Değişen ve çizgileri daha da belirsizleşen pazar koşullarında yeni tüketicinin yeni davranışları da oldukça eksantrik oluyor haliyle… Örneğin, artık hayatımızda “marka\ürün beğenme” (likelamak gibi garip tabiri de var) denilen bir olay var. Artık bir markanın ne kadar satış yaptığı başarısını belirleyen tek koşul değil. Aynı zamanda Facebook’ta kaç like aldığı da önemli. Bunun yanında bir yeni davranış da “review” dediğimiz kavram oluyor. Yani, ürün hakkında yorum yazma. Bu kavram aynı zamanda bir diğer yeni tüketici davranışı olan “recommendation” yani ürün hakkında tavsiye isteme kavramıyla da sıkı sıkıya bağlı zira “review” ile hem yorum yazarak diğer tüketicileri bilgilendirebilir hem de yazılan yorumlar sayesinde tavsiye almış olabilirsiniz. Bu kavramlara bağlı olan bir diğer davranış ise “social proof” adını verdiğimiz eleştiri ve puan inceleme davranışı. Malumunuz insan dediğimiz canlı içerisinde bulunduğu toplumu etkileyen ve aynı zamanda içinde bulunduğu toplumdan etkilenerek var olma basamağına geçen bir tür. Bu nedenle en yeni ama aslında en uzun süredir var olan tüketici davranışlarından birisi de “social influence” davranışı. Artık yeni tüketicilerimiz çevresinde bulunan tüketim alışkanlıklarında etkileniyor ve bu minvalde bir tüketim çizgisine sahip oluyor. Ve belki de konumuzla en çok ilgili olan davranışlardan birisi de “Social CRM” yani, sosyal medya üzerinden müşteri hizmetleri. Artık tamamıyla sosyalleşen ve sanallaşan birey, doğal olarak müşterisi olduğu markanın hizmetlerini de sosyal medya üzerinden almak talebinde bulunuyor.

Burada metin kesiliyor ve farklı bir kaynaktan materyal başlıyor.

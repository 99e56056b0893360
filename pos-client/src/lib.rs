//! POS 后台客户端
//!
//! 面向桌面端/集成测试的类型化 API 客户端：
//! - [`PosClient`]：按资源分组的 HTTP API 封装
//! - [`TokenStore`]：令牌存取与 401 广播
//! - [`Store`]：带乐观更新的本地数据镜像
//!
//! ```no_run
//! use pos_client::{ClientConfig, PosClient};
//!
//! # async fn run() -> Result<(), pos_client::ClientError> {
//! let client = PosClient::new(ClientConfig::new("http://localhost:8000"))?;
//! client.auth().login("admin", "admin123").await?;
//! let products = client.products().list().await?;
//! # Ok(())
//! # }
//! ```

pub mod client;
pub mod config;
pub mod error;
pub mod http;
pub mod store;
pub mod token;

pub use client::PosClient;
pub use config::ClientConfig;
pub use error::{ClientError, ClientResult};
pub use store::{Action, Store, StoreState};
pub use token::{AuthEvent, TokenStore};
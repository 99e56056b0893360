//! Store state

use shared::models::{DiningTable, Order, Product, StockLog, Supplier};

/// Local mirror of the server-side collections
///
/// `stale` flips on when an optimistic update failed to confirm; the data is
/// then untrusted until the next full refetch.
#[derive(Debug, Clone, Default)]
pub struct StoreState {
    pub products: Vec<Product>,
    pub suppliers: Vec<Supplier>,
    pub tables: Vec<DiningTable>,
    pub orders: Vec<Order>,
    pub stock_logs: Vec<StockLog>,
    pub stale: bool,
}
//! JWT 令牌服务
//!
//! 处理 JWT 令牌的生成、验证和解析。访问令牌与刷新令牌共用一个密钥，
//! 通过 `token_type` 声明区分。

use chrono::{Duration, Utc};
use jsonwebtoken::errors::ErrorKind;
use jsonwebtoken::{Algorithm, DecodingKey, EncodingKey, Header, Validation, decode, encode};
use serde::{Deserialize, Serialize};
use shared::models::UserRole;
use thiserror::Error;

pub const TOKEN_TYPE_ACCESS: &str = "access";
pub const TOKEN_TYPE_REFRESH: &str = "refresh";

/// JWT 配置
#[derive(Debug, Clone)]
pub struct JwtConfig {
    /// JWT 密钥 (应至少 32 字节)
    pub secret: String,
    /// 访问令牌过期时间 (分钟)
    pub access_expiration_minutes: i64,
    /// 刷新令牌过期时间 (天)
    pub refresh_expiration_days: i64,
    /// 令牌签发者
    pub issuer: String,
    /// 令牌受众
    pub audience: String,
}

impl JwtConfig {
    /// 从环境变量加载，JWT_SECRET 未设置时生成随机密钥
    /// (重启后旧令牌失效，开发环境可接受)
    pub fn from_env() -> Self {
        let secret = std::env::var("JWT_SECRET")
            .ok()
            .filter(|s| !s.is_empty())
            .unwrap_or_else(|| {
                tracing::warn!("JWT_SECRET not set, generating a random secret");
                generate_printable_secret()
            });

        Self {
            secret,
            access_expiration_minutes: std::env::var("JWT_EXPIRATION_MINUTES")
                .ok()
                .and_then(|s| s.parse().ok())
                .unwrap_or(1440), // 默认 24 小时
            refresh_expiration_days: std::env::var("JWT_REFRESH_EXPIRATION_DAYS")
                .ok()
                .and_then(|s| s.parse().ok())
                .unwrap_or(7),
            issuer: std::env::var("JWT_ISSUER").unwrap_or_else(|_| "pos-server".to_string()),
            audience: std::env::var("JWT_AUDIENCE")
                .unwrap_or_else(|_| "pos-dashboard".to_string()),
        }
    }
}

/// 存储在令牌中的 JWT Claims
#[derive(Debug, Clone, Serialize, Deserialize)]
pub struct Claims {
    /// 用户 ID (Subject)
    pub sub: String,
    /// 用户名
    pub username: String,
    /// 显示名
    pub name: String,
    /// 角色
    pub role: UserRole,
    /// 令牌类型: access | refresh
    pub token_type: String,
    /// 过期时间戳
    pub exp: i64,
    /// 签发时间戳
    pub iat: i64,
    /// 签发者
    pub iss: String,
    /// 受众
    pub aud: String,
}

/// JWT 错误
#[derive(Error, Debug)]
pub enum JwtError {
    #[error("Invalid token: {0}")]
    InvalidToken(String),

    #[error("Token expired")]
    ExpiredToken,

    #[error("Wrong token type: expected {expected}, got {got}")]
    WrongTokenType { expected: String, got: String },

    #[error("Token generation failed: {0}")]
    GenerationFailed(String),
}

/// 生成可打印的随机密钥 (用于未配置 JWT_SECRET 的开发环境)
fn generate_printable_secret() -> String {
    use rand::Rng;
    let allowed: &[u8] =
        b"ABCDEFGHIJKLMNOPQRSTUVWXYZabcdefghijklmnopqrstuvwxyz0123456789!@#$%^&*-_=+";
    let mut rng = rand::thread_rng();
    (0..64)
        .map(|_| allowed[rng.gen_range(0..allowed.len())] as char)
        .collect()
}

/// JWT 令牌服务
#[derive(Debug, Clone)]
pub struct JwtService {
    config: JwtConfig,
}

impl JwtService {
    pub fn new(config: JwtConfig) -> Self {
        Self { config }
    }

    /// 从 `Authorization: Bearer <token>` 头提取令牌
    pub fn extract_from_header(header: &str) -> Option<&str> {
        header.strip_prefix("Bearer ").map(str::trim)
    }

    /// 签发访问令牌
    pub fn generate_access_token(
        &self,
        user_id: &str,
        username: &str,
        name: &str,
        role: UserRole,
    ) -> Result<String, JwtError> {
        let ttl = Duration::minutes(self.config.access_expiration_minutes);
        self.generate(user_id, username, name, role, TOKEN_TYPE_ACCESS, ttl)
    }

    /// 签发刷新令牌
    pub fn generate_refresh_token(
        &self,
        user_id: &str,
        username: &str,
        name: &str,
        role: UserRole,
    ) -> Result<String, JwtError> {
        let ttl = Duration::days(self.config.refresh_expiration_days);
        self.generate(user_id, username, name, role, TOKEN_TYPE_REFRESH, ttl)
    }

    fn generate(
        &self,
        user_id: &str,
        username: &str,
        name: &str,
        role: UserRole,
        token_type: &str,
        ttl: Duration,
    ) -> Result<String, JwtError> {
        let now = Utc::now();
        let claims = Claims {
            sub: user_id.to_string(),
            username: username.to_string(),
            name: name.to_string(),
            role,
            token_type: token_type.to_string(),
            exp: (now + ttl).timestamp(),
            iat: now.timestamp(),
            iss: self.config.issuer.clone(),
            aud: self.config.audience.clone(),
        };

        encode(
            &Header::new(Algorithm::HS256),
            &claims,
            &EncodingKey::from_secret(self.config.secret.as_bytes()),
        )
        .map_err(|e| JwtError::GenerationFailed(e.to_string()))
    }

    /// 验证令牌并返回 Claims (不检查 token_type)
    pub fn validate_token(&self, token: &str) -> Result<Claims, JwtError> {
        let mut validation = Validation::new(Algorithm::HS256);
        validation.set_issuer(&[&self.config.issuer]);
        validation.set_audience(&[&self.config.audience]);

        let data = decode::<Claims>(
            token,
            &DecodingKey::from_secret(self.config.secret.as_bytes()),
            &validation,
        )
        .map_err(|e| match e.kind() {
            ErrorKind::ExpiredSignature => JwtError::ExpiredToken,
            _ => JwtError::InvalidToken(e.to_string()),
        })?;

        Ok(data.claims)
    }

    /// 验证访问令牌
    pub fn validate_access_token(&self, token: &str) -> Result<Claims, JwtError> {
        self.validate_typed(token, TOKEN_TYPE_ACCESS)
    }

    /// 验证刷新令牌
    pub fn validate_refresh_token(&self, token: &str) -> Result<Claims, JwtError> {
        self.validate_typed(token, TOKEN_TYPE_REFRESH)
    }

    fn validate_typed(&self, token: &str, expected: &str) -> Result<Claims, JwtError> {
        let claims = self.validate_token(token)?;
        if claims.token_type != expected {
            return Err(JwtError::WrongTokenType {
                expected: expected.to_string(),
                got: claims.token_type,
            });
        }
        Ok(claims)
    }
}

#[cfg(test)]
mod tests {
    use super::*;

    fn test_service() -> JwtService {
        JwtService::new(JwtConfig {
            secret: "test-secret-at-least-32-bytes-long!!".to_string(),
            access_expiration_minutes: 60,
            refresh_expiration_days: 7,
            issuer: "pos-server".to_string(),
            audience: "pos-dashboard".to_string(),
        })
    }

    #[test]
    fn access_token_round_trip() {
        let svc = test_service();
        let token = svc
            .generate_access_token("u1", "admin", "Admin", UserRole::Admin)
            .unwrap();

        let claims = svc.validate_access_token(&token).unwrap();
        assert_eq!(claims.sub, "u1");
        assert_eq!(claims.username, "admin");
        assert_eq!(claims.role, UserRole::Admin);
        assert_eq!(claims.token_type, TOKEN_TYPE_ACCESS);
    }

    #[test]
    fn refresh_token_rejected_as_access() {
        let svc = test_service();
        let token = svc
            .generate_refresh_token("u1", "admin", "Admin", UserRole::Admin)
            .unwrap();

        assert!(svc.validate_access_token(&token).is_err());
        assert!(svc.validate_refresh_token(&token).is_ok());
    }

    #[test]
    fn tampered_token_rejected() {
        let svc = test_service();
        let mut token = svc
            .generate_access_token("u1", "admin", "Admin", UserRole::Admin)
            .unwrap();
        token.push('x');

        assert!(matches!(
            svc.validate_token(&token),
            Err(JwtError::InvalidToken(_))
        ));
    }

    #[test]
    fn extract_from_header_strips_bearer() {
        assert_eq!(JwtService::extract_from_header("Bearer abc"), Some("abc"));
        assert_eq!(JwtService::extract_from_header("Basic abc"), None);
    }
}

Sosyal medya konusunda elimize geçen en son bilgilere göre (socialbakers aralık 2013 verileri) Türkiye’de sosyal medyanın lideri açık ara “Facebook”. Toplamdaki lokal fanlara göre en iyi 20 markaya baktığımızda durumun 33.843.756 ile Facebook olduğunu görüyoruz. Buradan çıkan sonuç ise, bize Türk markaları ve Facebook sayfalarının önemini gösteriyor. Aslında Facebook artık biz tüketiciler için, emekli albayın arabasını evimizin önüne park etmesine kızıp sileceğini kaldırmak yerine, balkondan arabaya leblebi atmak gibi bir şey. Ve leblebilerin çokluğu arabanızı bir daha oraya park etmemeniz gerektiğini göstermek için oldukça ikna edici… Yeni dünya gelişen medya falan derken aslında evrimleşen tüketici dememiz belki de daha doğru olur. Bu yeni dünya düzeninde bir tüketici olarak siz neredesiniz?